The burden of flu on our society is tremendous The Centers for Disease Control and Prevention (CDC) estimates that influenza has resulted in between 9.3 million — 49.0 million illnesses, between 140,000 — 960,000 hospitalizations and between 12,000 — 79,000 deaths annually since 2010.

The CDC recommends that everyone 6 months of age and older should get an influenza (flu) vaccine every year, with rare exceptions.

The primary reason to not get the flu vaccine is an allergy to one of the components of the vaccine (for example gelatin) or an allergy to eggs (because the virus is raised in eggs). If you have had the rare neurologic condition called Guillian-Barre Syndrome, you also should not get the vaccine.

The standard flu shot is given into the muscle of the arm and this is the form recommended for most persons. There is an intradermal form that is injected into the skin using a much smaller needle. This form can be given to persons age 18 to 64 years.
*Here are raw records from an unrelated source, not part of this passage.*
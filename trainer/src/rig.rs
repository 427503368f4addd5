use bevy_math::{Vec2, Vec3};
use hydro::StageSpec;

/// Which parts of a proposed move were refused this frame.
#[derive(Debug, Clone, Copy, Default, PartialEq, Eq)]
pub struct RigMove {
    pub blocked_x: bool,
    pub blocked_z: bool,
    pub blocked_y: bool,
}

impl RigMove {
    pub fn any(&self) -> bool {
        self.blocked_x || self.blocked_z || self.blocked_y
    }
}

/// Capsule-shaped trainee body, tracked by its centre.
#[derive(Debug, Clone, Copy, PartialEq)]
pub struct Rig {
    pub centre: Vec3,
}

impl Rig {
    pub fn spawn(stage: &StageSpec) -> Self {
        let mut centre = stage.spawn_head - Vec3::Y * stage.half_height();
        let p = stage.pool.clamp_inset(stage.spawn_planar(), stage.player_radius);
        centre.x = p.x;
        centre.z = p.y;
        Self { centre }
    }

    pub fn head(&self, stage: &StageSpec) -> Vec3 {
        self.centre + Vec3::Y * stage.half_height()
    }

    pub fn planar(&self) -> Vec2 {
        Vec2::new(self.centre.x, self.centre.z)
    }

    fn collides(stage: &StageSpec, centre: Vec3) -> bool {
        stage
            .colliders
            .iter()
            .any(|c| c.expanded(stage.player_radius, stage.half_height()).contains_strict(centre))
    }

    fn clamp_to_pool(stage: &StageSpec, mut p: Vec3) -> Vec3 {
        let c = stage.pool.clamp_inset(Vec2::new(p.x, p.z), stage.player_radius);
        p.x = c.x;
        p.z = c.y;
        p
    }

    /// Move by `displacement` (world X/Z) one axis at a time, then to the head
    /// height `head_y`. Each axis is kept inside the pool and refused if it
    /// would enter a collider, so the trainee slides along obstacles.
    pub fn apply(&mut self, stage: &StageSpec, displacement: Vec2, head_y: f32) -> RigMove {
        let mut result = RigMove::default();
        let mut next = self.centre;

        if displacement.x.is_finite() {
            let mut try_x = next;
            try_x.x += displacement.x;
            let try_x = Self::clamp_to_pool(stage, try_x);
            if Self::collides(stage, try_x) {
                result.blocked_x = true;
            } else {
                next.x = try_x.x;
            }
        }

        if displacement.y.is_finite() {
            let mut try_z = next;
            try_z.z += displacement.y;
            let try_z = Self::clamp_to_pool(stage, try_z);
            if Self::collides(stage, try_z) {
                result.blocked_z = true;
            } else {
                next.z = try_z.z;
            }
        }

        let bounds = stage.head_bounds;
        if head_y.is_finite() {
            let head = head_y.max(bounds.min_y).min(bounds.max_y);
            let mut try_y = next;
            try_y.y = head - stage.half_height();
            if Self::collides(stage, try_y) {
                result.blocked_y = true;
            } else {
                next.y = try_y.y;
            }
        }

        self.centre = next;
        result
    }
}
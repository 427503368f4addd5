use bevy_math::{Vec2, Vec3};

use crate::{Aabb3, ConfigError, PlanarBox, StageSpec, VerticalBounds};

const PLAYER_HEIGHT: f32 = 1.75;
const PLAYER_RADIUS: f32 = 0.38;
const SPAWN_HEAD: Vec3 = Vec3::new(-1.02, 1.75, 15.06);
const CEILING_Y: f32 = 12.0;

fn pool_footprint() -> PlanarBox {
    // Water surface footprint plus a 1 m margin, as measured from the pool model.
    PlanarBox::new(Vec2::new(-13.0, -6.5), Vec2::new(11.0, 24.5))
}

/// Open pool, no obstacles. Floor sits below head height so a heavily
/// weighted trainee bottoms out a little under standing height.
pub fn pool_stage() -> StageSpec {
    StageSpec {
        name: "pool".to_string(),
        spawn_head: SPAWN_HEAD,
        player_height: PLAYER_HEIGHT,
        player_radius: PLAYER_RADIUS,
        head_bounds: VerticalBounds::new(1.5, CEILING_Y),
        pool: pool_footprint(),
        colliders: Vec::new(),
    }
}

/// Pool with a spacecraft mock-up docked near the spawn point for the repair
/// task. Head height never drops below standing height.
pub fn repair_stage() -> StageSpec {
    // Hull section centred on the repair ring, a few metres ahead of spawn.
    let ring = Vec3::new(-1.59, 0.0, 14.89);
    let hull = Aabb3::new(
        Vec3::new(ring.x - 2.5, 0.0, ring.z - 9.0),
        Vec3::new(ring.x + 2.5, 4.5, ring.z - 4.0),
    );
    StageSpec {
        name: "repair".to_string(),
        spawn_head: SPAWN_HEAD,
        player_height: PLAYER_HEIGHT,
        player_radius: PLAYER_RADIUS,
        head_bounds: VerticalBounds::new(1.75, CEILING_Y),
        pool: pool_footprint(),
        colliders: vec![hull],
    }
}

pub fn builtin_stage(name: &str) -> Result<StageSpec, ConfigError> {
    match name {
        "pool" => Ok(pool_stage()),
        "repair" => Ok(repair_stage()),
        other => Err(ConfigError::UnknownStage(other.to_string())),
    }
}

#[cfg(test)]
mod tests {
    use super::*;

    #[test]
    fn lookup_by_name() {
        assert_eq!(builtin_stage("repair").map(|s| s.colliders.len()), Ok(1));
        assert!(matches!(builtin_stage("cupola"), Err(ConfigError::UnknownStage(_))));
    }

    #[test]
    fn spawn_is_clear_of_colliders() {
        for stage in [pool_stage(), repair_stage()] {
            assert!(stage.validate().is_ok());
            let centre = stage.spawn_head - Vec3::Y * stage.half_height();
            for c in &stage.colliders {
                let grown = c.expanded(stage.player_radius, stage.half_height());
                assert!(!grown.contains_strict(centre), "{} spawn inside collider", stage.name);
            }
        }
    }
}
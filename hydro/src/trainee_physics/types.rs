use bevy_math::{Vec2, Vec3};

use crate::{MoveCommands, PlanarBox, VerticalBounds};

/// One vertical integration request. Pure data; see [`super::step_vertical`].
#[derive(Debug, Clone, Copy, PartialEq)]
pub struct VerticalInputs {
    pub dt: f32,
    /// Current head height (m, larger is higher).
    pub y: f32,
    pub vy: f32,
    pub ballast_units: u32,
    pub bounds: VerticalBounds,
    /// Simulation clock (s), phases the micro-buoyancy oscillation.
    pub time: f32,
}

#[derive(Debug, Clone, Copy, PartialEq)]
pub struct VerticalStep {
    pub new_y: f32,
    pub new_vy: f32,
    /// Body + suit + equipment + ballast (kg).
    pub total_mass: f32,
}

/// Per-stage vertical state, owned by the host.
#[derive(Debug, Clone, Copy, PartialEq)]
pub struct VerticalState {
    pub depth_position: f32,
    pub vertical_velocity: f32,
    pub elapsed_time: f32,
}

impl VerticalState {
    pub fn at_rest(depth_position: f32) -> Self {
        Self { depth_position, vertical_velocity: 0.0, elapsed_time: 0.0 }
    }
}

/// One planar integration request.
#[derive(Debug, Clone, Copy, PartialEq)]
pub struct HorizontalInputs {
    pub dt: f32,
    /// World-space look direction; only its XZ projection is used.
    pub facing: Vec3,
    pub commands: MoveCommands,
    /// Coupled body mass from the vertical model. `None` uses `HorizontalSpec::mass`.
    pub eff_mass: Option<f32>,
    /// Trainee position in world (x, z), where the current is sampled.
    pub position: Vec2,
    pub time: f32,
    /// Walls that damp the ambient current.
    pub bounds: Option<PlanarBox>,
}

/// Per-stage planar state, owned by the host.
#[derive(Debug, Clone, Copy, PartialEq)]
pub struct HorizontalState {
    /// World velocity; `x` is world X, `y` is world Z.
    pub velocity: Vec2,
    /// Smoothed propulsive force (N).
    pub thrust: f32,
    /// Smoothed heading used to estimate yaw rate.
    pub heading: Vec3,
}

impl Default for HorizontalState {
    fn default() -> Self {
        Self { velocity: Vec2::ZERO, thrust: 0.0, heading: Vec3::NEG_Z }
    }
}

#[derive(Debug, Clone, Copy, Default, PartialEq)]
pub struct HorizontalStepDebug {
    pub dt: f32,
    // Facing basis (world XZ)
    pub forward: Vec2,
    pub right: Vec2,
    // Ambient flow and fluid-relative velocity
    pub flow: Vec2,
    pub rel: Vec2,
    pub v_fwd: f32,
    pub v_side: f32,
    // Propulsion
    pub thrust_target: f32,
    pub thrust: f32,
    // Turning
    pub yaw_rate: f32,
    pub turn_factor: f32,
    // Forces and inertia
    pub drag_fwd: f32,
    pub drag_side: f32,
    pub mass_fwd: f32,
    pub mass_side: f32,
    pub acc_fwd: f32,
    pub acc_side: f32,
    // Limits
    pub clamped_fwd: bool,
    pub clamped_side: bool,
    pub deadband_snap: bool,
}
use crate::VerticalSpec;

// ----- Fluid forces -----

/// Quadratic drag opposing `v` (sign follows `v`).
#[inline]
pub(super) fn quadratic_drag(rho: f32, cd: f32, area: f32, v: f32) -> f32 {
    0.5 * rho * cd * area * v.abs() * v
}

/// Body mass plus the entrained fluid that accelerates with it.
#[inline]
pub(super) fn added_mass(mass: f32, ca: f32, rho: f32, volume: f32) -> f32 {
    mass + ca * rho * volume
}

#[inline]
pub(super) fn buoyant_force(rho: f32, g: f32, volume: f32) -> f32 {
    rho * g * volume
}

// ----- Vertical body terms -----

pub(super) fn total_mass(spec: &VerticalSpec, ballast_units: u32) -> f32 {
    spec.body_mass() + ballast_units as f32 * spec.ballast_step_kg
}

/// Displaced volume including the breathing/trim wobble.
pub(super) fn buoyant_volume(spec: &VerticalSpec, time: f32) -> f32 {
    let wobble_m3 = spec.micro_buoyancy_liters * 1e-3;
    spec.rigid_volume() + wobble_m3 * (std::f32::consts::TAU * spec.micro_hz * time).sin()
}

#[cfg(test)]
mod tests {
    use super::*;

    #[test]
    fn drag_opposes_sign() {
        assert!(quadratic_drag(1000.0, 1.0, 0.5, 2.0) > 0.0);
        assert!(quadratic_drag(1000.0, 1.0, 0.5, -2.0) < 0.0);
        assert_eq!(quadratic_drag(1000.0, 1.0, 0.5, 0.0), 0.0);
    }

    #[test]
    fn volume_wobble_is_bounded() {
        let spec = VerticalSpec::default();
        let rigid = spec.rigid_volume();
        for i in 0..200 {
            let v = buoyant_volume(&spec, i as f32 * 0.37);
            assert!((v - rigid).abs() <= spec.micro_buoyancy_liters * 1e-3 + 1e-6);
        }
    }
}
use anyhow::Result;
use clap::Parser;
use tracing::info;

use trainer::{load_config, run_session, Args, Config};

fn main() -> Result<()> {
    tracing_subscriber::fmt()
        .with_env_filter(tracing_subscriber::EnvFilter::from_default_env())
        .init();

    let args = Args::parse();
    let mut cfg = match &args.config {
        Some(path) => load_config(path)?,
        None => Config::default(),
    };
    cfg.apply_args(&args);
    info!(stage = %cfg.stage, seconds = cfg.seconds, dt = cfg.dt, "Trainer config loaded");

    let report = run_session(&cfg)?;
    info!(?report, "Session report");
    Ok(())
}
Persons over age 65 are recommended to get the high dose form of the vaccine — Fluzone high dose. This form of the vaccine contains four times as much antigen (the part of the vaccine that causes the body to form antibodies against the flu virus) as the standard vaccine. The higher dose is intended to give older persons better protection by causing a better immune response. Vaccines are also available that contain an adjuvant. An adjuvant is an ingredient that helps to cause a greater immune response. This form of the vaccine is recommended for persons age 65 and older.

A nasal form of the vaccine is also available. This form of the vaccine provides protection against two forms of influenza A and two forms of influenza B. It may be given to persons age 2 through 49 years. This form of the vaccine contains a weakened but living form of the viruses. It is not recommended for pregnant women, persons with weakened immune systems and young children with asthma or who are taking aspirin. Ask your doctor if you can use this form of the vaccine.

The flu vaccine is especially important for persons at high risk of complications from the flu. High risk groups include: persons over the age of 65 years; persons with diabetes; persons with asthma or chronic lung diseases (chronic obstructive pulmonary disease and cystic fibrosis); persons with chronic kidney or liver disease; persons with weakened immune systems (those with HIV or AIDS). Certain cancers (especially leukemia), persons receiving chemotherapy or radiation therapy for cancer and persons on drugs that weaken the immune system are also at increased risk. Again it is important to ask your healthcare provider about your risk and whether it is safe for you to get the vaccine.

If despite getting the vaccine you get the flu, avoid contact with other persons (as much as possible except to seek medical help) until your fever has been gone for 24 hours.

Dr. Samuel Abbate is a local physician practicing in Wasilla.